WORK TO BE COMPLETED:
Once you reach the line containing "let (short, long) = drive(&mut button, |_| true, 0, 999);" in the entries below, write out that line and each one after it down to the line containing "activating press should", exactly and with nothing added.

[Collected data entries]
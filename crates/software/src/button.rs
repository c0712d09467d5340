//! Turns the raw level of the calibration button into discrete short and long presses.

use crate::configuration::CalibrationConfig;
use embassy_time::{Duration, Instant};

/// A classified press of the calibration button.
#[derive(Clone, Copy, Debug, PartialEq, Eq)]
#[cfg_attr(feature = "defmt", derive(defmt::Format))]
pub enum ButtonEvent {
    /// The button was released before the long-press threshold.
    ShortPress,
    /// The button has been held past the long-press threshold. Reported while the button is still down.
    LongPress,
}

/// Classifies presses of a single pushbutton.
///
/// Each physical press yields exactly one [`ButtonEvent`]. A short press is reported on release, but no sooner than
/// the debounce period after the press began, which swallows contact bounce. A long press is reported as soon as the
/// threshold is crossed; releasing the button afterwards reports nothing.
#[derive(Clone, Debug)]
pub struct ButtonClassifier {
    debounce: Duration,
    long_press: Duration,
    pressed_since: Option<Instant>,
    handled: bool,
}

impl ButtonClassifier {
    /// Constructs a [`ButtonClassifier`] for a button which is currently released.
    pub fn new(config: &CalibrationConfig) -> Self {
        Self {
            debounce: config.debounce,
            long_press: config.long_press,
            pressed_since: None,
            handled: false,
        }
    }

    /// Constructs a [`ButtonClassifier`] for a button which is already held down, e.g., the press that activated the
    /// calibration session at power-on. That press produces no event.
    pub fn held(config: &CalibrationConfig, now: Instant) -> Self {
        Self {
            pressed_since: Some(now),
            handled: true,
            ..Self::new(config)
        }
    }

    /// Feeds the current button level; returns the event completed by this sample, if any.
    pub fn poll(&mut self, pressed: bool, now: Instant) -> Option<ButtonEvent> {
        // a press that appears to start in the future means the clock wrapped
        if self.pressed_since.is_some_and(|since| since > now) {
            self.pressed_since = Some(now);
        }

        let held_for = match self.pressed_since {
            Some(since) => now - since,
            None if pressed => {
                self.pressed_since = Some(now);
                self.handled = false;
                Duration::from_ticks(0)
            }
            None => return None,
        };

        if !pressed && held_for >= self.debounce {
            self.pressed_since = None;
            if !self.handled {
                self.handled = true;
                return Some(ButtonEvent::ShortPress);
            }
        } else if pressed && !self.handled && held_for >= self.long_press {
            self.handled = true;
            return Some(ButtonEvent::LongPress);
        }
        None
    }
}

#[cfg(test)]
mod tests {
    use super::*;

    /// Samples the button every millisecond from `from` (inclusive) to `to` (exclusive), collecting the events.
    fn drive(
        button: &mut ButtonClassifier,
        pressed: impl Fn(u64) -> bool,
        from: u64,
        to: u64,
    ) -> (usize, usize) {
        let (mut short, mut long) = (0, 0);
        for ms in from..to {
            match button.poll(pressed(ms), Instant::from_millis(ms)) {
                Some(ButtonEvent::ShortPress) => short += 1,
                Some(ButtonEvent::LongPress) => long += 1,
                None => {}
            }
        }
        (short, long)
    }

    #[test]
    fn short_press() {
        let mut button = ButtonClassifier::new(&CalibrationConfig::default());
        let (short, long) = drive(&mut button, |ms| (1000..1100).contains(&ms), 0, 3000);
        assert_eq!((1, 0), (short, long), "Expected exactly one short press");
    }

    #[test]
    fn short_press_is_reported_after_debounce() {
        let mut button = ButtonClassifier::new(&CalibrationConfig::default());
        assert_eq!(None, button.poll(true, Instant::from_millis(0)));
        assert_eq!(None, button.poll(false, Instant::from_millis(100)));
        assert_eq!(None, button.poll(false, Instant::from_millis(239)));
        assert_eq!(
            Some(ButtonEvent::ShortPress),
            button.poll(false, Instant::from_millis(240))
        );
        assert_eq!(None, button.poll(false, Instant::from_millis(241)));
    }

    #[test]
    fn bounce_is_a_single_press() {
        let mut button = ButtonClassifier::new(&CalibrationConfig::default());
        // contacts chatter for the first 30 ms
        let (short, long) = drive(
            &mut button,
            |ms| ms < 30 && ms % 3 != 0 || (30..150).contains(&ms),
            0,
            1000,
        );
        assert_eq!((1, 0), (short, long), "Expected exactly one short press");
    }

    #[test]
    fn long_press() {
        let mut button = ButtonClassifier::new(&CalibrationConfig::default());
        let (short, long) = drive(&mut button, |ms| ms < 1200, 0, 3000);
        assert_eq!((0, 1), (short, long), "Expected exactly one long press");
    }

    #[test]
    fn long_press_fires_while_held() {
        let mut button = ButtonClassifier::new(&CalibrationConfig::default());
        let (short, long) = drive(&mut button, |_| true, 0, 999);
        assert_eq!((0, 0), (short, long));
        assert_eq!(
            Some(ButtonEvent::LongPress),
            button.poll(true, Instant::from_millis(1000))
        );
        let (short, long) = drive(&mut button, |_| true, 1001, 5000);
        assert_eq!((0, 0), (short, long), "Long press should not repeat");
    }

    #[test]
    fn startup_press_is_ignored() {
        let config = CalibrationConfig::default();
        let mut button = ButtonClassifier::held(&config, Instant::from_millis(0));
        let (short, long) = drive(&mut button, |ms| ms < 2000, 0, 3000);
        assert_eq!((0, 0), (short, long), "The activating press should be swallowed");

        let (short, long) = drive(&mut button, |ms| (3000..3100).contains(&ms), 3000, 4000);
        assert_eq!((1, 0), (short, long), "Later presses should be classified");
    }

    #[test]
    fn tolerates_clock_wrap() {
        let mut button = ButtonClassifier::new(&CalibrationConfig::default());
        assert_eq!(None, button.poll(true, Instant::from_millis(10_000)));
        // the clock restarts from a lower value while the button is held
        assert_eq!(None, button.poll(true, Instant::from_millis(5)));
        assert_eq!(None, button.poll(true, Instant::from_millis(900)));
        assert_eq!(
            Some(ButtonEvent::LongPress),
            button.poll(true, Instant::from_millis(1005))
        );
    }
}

---

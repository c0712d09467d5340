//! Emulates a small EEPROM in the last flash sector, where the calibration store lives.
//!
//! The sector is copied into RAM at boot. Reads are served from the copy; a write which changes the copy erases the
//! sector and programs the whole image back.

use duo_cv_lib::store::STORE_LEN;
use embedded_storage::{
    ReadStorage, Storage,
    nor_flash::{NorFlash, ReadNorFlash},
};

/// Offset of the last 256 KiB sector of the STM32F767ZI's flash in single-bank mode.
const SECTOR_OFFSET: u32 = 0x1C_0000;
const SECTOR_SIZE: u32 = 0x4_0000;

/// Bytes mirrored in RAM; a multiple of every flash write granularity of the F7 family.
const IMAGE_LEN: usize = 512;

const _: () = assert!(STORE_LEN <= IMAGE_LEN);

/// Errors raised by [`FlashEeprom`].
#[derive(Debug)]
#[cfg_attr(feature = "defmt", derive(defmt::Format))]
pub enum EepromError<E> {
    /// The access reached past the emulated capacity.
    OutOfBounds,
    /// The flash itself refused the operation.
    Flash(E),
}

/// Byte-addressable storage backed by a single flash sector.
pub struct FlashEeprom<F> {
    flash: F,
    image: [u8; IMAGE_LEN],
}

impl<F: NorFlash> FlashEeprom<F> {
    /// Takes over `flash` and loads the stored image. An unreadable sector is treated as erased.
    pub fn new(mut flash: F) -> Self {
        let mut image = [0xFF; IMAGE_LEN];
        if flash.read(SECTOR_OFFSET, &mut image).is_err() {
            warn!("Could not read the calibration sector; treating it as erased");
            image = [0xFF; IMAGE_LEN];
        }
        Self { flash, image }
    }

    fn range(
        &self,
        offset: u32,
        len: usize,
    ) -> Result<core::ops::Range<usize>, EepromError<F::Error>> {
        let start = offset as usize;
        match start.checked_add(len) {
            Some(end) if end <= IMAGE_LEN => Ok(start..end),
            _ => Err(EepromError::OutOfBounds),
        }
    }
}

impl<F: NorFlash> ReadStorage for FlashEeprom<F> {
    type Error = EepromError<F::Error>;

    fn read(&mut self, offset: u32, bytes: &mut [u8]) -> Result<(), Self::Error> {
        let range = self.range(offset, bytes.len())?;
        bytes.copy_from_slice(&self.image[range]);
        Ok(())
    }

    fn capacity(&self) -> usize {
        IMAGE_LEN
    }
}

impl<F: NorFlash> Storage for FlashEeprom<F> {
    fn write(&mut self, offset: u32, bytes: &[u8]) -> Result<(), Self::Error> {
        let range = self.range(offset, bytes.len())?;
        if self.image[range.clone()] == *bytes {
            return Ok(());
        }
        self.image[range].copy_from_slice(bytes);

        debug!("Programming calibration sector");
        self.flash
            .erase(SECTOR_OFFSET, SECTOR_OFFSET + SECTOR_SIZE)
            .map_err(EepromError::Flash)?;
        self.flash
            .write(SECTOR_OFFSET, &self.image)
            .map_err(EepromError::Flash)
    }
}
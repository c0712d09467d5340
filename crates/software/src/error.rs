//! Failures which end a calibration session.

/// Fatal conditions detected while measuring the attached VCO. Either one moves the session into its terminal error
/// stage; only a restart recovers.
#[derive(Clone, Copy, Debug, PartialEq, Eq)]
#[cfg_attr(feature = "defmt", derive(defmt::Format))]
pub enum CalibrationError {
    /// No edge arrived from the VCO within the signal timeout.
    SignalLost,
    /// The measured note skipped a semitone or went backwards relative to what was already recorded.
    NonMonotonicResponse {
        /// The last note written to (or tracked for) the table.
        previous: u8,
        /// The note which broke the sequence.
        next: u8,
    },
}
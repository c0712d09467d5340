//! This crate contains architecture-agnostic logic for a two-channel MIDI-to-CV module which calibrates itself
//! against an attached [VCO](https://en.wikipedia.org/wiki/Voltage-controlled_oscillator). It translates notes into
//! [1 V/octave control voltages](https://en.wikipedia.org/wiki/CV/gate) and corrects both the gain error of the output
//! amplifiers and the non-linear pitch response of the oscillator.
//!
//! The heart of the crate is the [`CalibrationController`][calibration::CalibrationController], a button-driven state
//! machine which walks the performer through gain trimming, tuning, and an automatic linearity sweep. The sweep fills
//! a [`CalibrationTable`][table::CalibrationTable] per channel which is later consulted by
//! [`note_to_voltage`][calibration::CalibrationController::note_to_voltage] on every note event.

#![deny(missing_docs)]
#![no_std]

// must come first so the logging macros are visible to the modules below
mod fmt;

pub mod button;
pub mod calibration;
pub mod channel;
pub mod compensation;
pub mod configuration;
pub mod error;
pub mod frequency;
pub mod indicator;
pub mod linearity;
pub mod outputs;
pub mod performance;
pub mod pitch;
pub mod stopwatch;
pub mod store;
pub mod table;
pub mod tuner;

EXERCISE SOLUTION:
        let (short, long) = drive(&mut button, |_| true, 0, 999);
        assert_eq!((0, 0), (short, long));
        assert_eq!(
            Some(ButtonEvent::LongPress),
            button.poll(true, Instant::from_millis(1000))
        );
        let (short, long) = drive(&mut button, |_| true, 1001, 5000);
        assert_eq!((0, 0), (short, long), "Long press should not repeat");
    }

    #[test]
    fn startup_press_is_ignored() {
        let config = CalibrationConfig::default();
        let mut button = ButtonClassifier::held(&config, Instant::from_millis(0));
        let (short, long) = drive(&mut button, |ms| ms < 2000, 0, 3000);
        assert_eq!((0, 0), (short, long), "The activating press should be swallowed");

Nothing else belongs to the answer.